An iron ore miner, a crematorium operator and an online furniture seller are among a list of 41 companies that have announced their intention to debut on the B3 stock exchange in São Paulo, which saw 28 IPOs last year despite the Covid-19 pandemic largest number since 2007 at 64.
“It could turn out to be more active than 2020,” said Roderick Greenlees, global head of investment banking at Itaú BBA. He expects 30 to 40 listings this year as part of a larger onslaught of stock market deals that he believes is “possibly our biggest pipeline ever.”
Total company that went public on B3 Last year, R $ 43.7 billion (USD 8.3 billion) was harvested, more than four times the previous year, according to the data of the exchange. Together with the subsequent share issues, the total amount of equity raised was over R $ 100 billion for the first time in 10 years.

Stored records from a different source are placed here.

//! Normalizes the turn's raw argument list into by-name lookups.
//!
//! The platform has accumulated overlapping encodings over time: newer
//! payloads carry result data on the argument record itself, older ones bury
//! it in an extension sub-record. The raw view hoists the extension fields
//! onto the top level so downstream code has one place to look.

use indexmap::IndexMap;
use palaver_wire::{Argument, Status};
use serde_json::Value;

/// Read-only views over the turn's arguments, keyed by argument name.
#[derive(Debug, Clone, Default)]
pub struct Arguments {
    raw: IndexMap<String, Argument>,
    status: IndexMap<String, Status>,
    parsed: IndexMap<String, Value>,
}

impl Arguments {
    pub fn new(list: &[Argument]) -> Self {
        let mut raw = IndexMap::new();
        let mut status = IndexMap::new();
        let mut parsed = IndexMap::new();

        for argument in list {
            let name = argument.name.clone().unwrap_or_default();
            let argument = hoist_extension(argument.clone());

            if let Some(value) = parse_value(&argument) {
                parsed.insert(name.clone(), value);
            }
            if let Some(arg_status) = argument.status.clone() {
                status.insert(name.clone(), arg_status);
            }
            raw.insert(name, argument);
        }

        Self {
            raw,
            status,
            parsed,
        }
    }

    /// The raw argument record by name.
    pub fn get(&self, name: &str) -> Option<&Argument> {
        self.raw.get(name)
    }

    /// The platform-side failure status for an argument, if any.
    pub fn status(&self, name: &str) -> Option<&Status> {
        self.status.get(name)
    }

    /// The extracted scalar value for an argument, if one was present.
    pub fn value(&self, name: &str) -> Option<&Value> {
        self.parsed.get(name)
    }

    /// The first argument of the turn, in wire order.
    pub fn first(&self) -> Option<&Argument> {
        self.raw.values().next()
    }

    /// The first argument status of the turn, in wire order.
    pub fn first_status(&self) -> Option<&Status> {
        self.status.values().next()
    }

    pub fn iter(&self) -> impl Iterator<Item = &Argument> {
        self.raw.values()
    }

    pub fn is_empty(&self) -> bool {
        self.raw.is_empty()
    }
}

/// Copy legacy extension fields onto the record's top level. Fields already
/// set on the record win.
fn hoist_extension(mut argument: Argument) -> Argument {
    let Some(extension) = &argument.extension else {
        return argument;
    };

    if argument.result_type.is_none() {
        argument.result_type = extension.result_type.clone();
    }
    if argument.user_decision.is_none() {
        argument.user_decision = extension.user_decision.clone();
    }
    if argument.location.is_none() {
        argument.location = extension.location.clone();
    }

    argument
}

/// Extract the scalar value, preferring typed fields over text: the text
/// value is the loosest encoding and is only used when nothing else is set,
/// with the raw query span as a final fallback.
fn parse_value(argument: &Argument) -> Option<Value> {
    if let Some(value) = argument.bool_value {
        return Some(Value::Bool(value));
    }
    if let Some(value) = &argument.int_value {
        // Int values arrive as decimal strings on the wire.
        if let Ok(parsed) = value.parse::<i64>() {
            return Some(Value::from(parsed));
        }
        return Some(Value::String(value.clone()));
    }
    if let Some(value) = argument.float_value {
        return Some(Value::from(value));
    }
    if let Some(value) = &argument.datetime_value {
        return serde_json::to_value(value).ok();
    }
    if let Some(value) = &argument.place_value {
        return serde_json::to_value(value).ok();
    }
    if let Some(value) = &argument.structured_value {
        return Some(Value::Object(value.clone()));
    }
    if let Some(value) = &argument.text_value {
        return Some(Value::String(value.clone()));
    }

    argument
        .raw_text
        .as_ref()
        .map(|text| Value::String(text.clone()))
}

According to Refinitiv, IPO revenues rose by around a quarter worldwide.
The bonanza for the stock sale is expected to continue despite the economic disruption Covid-19 caused to Latin America’s largest economy. The country is in a second wave of the virus, but vaccines are finally rolled out after delays.
One factor behind the boom in companies entering the stock market is the historically low interest rates in Brazil, which have driven savers from deposit accounts in stocks and riskier assets in hopes of higher returns.
The number of private investors on the B3 exchange nearly doubled to 3.2 million in 2020, reflecting a broader global trend of everyday people playing in the market.
Rogério Santana, head of customer relations at B3, said this was different from previous capital market cycles in the country and coincided with companies looking to diversify their funding sources. “A greater presence of local investors brings more solidity and consistency,” he added to the Brazilian stock market.
Foreign investors have also rushed to buy Brazilian stocks, as shown by strong foreign capital inflows over the past few months, cited by analysts at Bank of America. This was helped by a weaker exchange rate, which made assets in the country cheaper: the real fell more than 20 percent against the dollar last year.
Although the benchmark index Bovespa recovered from the market crisis last March and rose slightly in 2020, it was lower in local currency in dollars. And analysts are confident about market valuations despite investor passion.
“Today the [valuation] Multiples in Brazil are not deviating from the historical average so I don’t think there’s a bubble, ”said Tiago Reis, founder of Suno Research.
Transactions in the pipeline include steelmaker CSN’s iron ore plant and Tok & Stok, a furniture chain supported by the private equity group Carlyle.
Pablo Riveroll, head of Latin American stocks at the London-based wealth manager Schroders, said Brazilian companies in the “new economy” are particularly attractive to foreign investors.
“There is a group of technology, IT and fintech companies that have received a lot of interest from foreigners, as well as companies related to renewable energy.”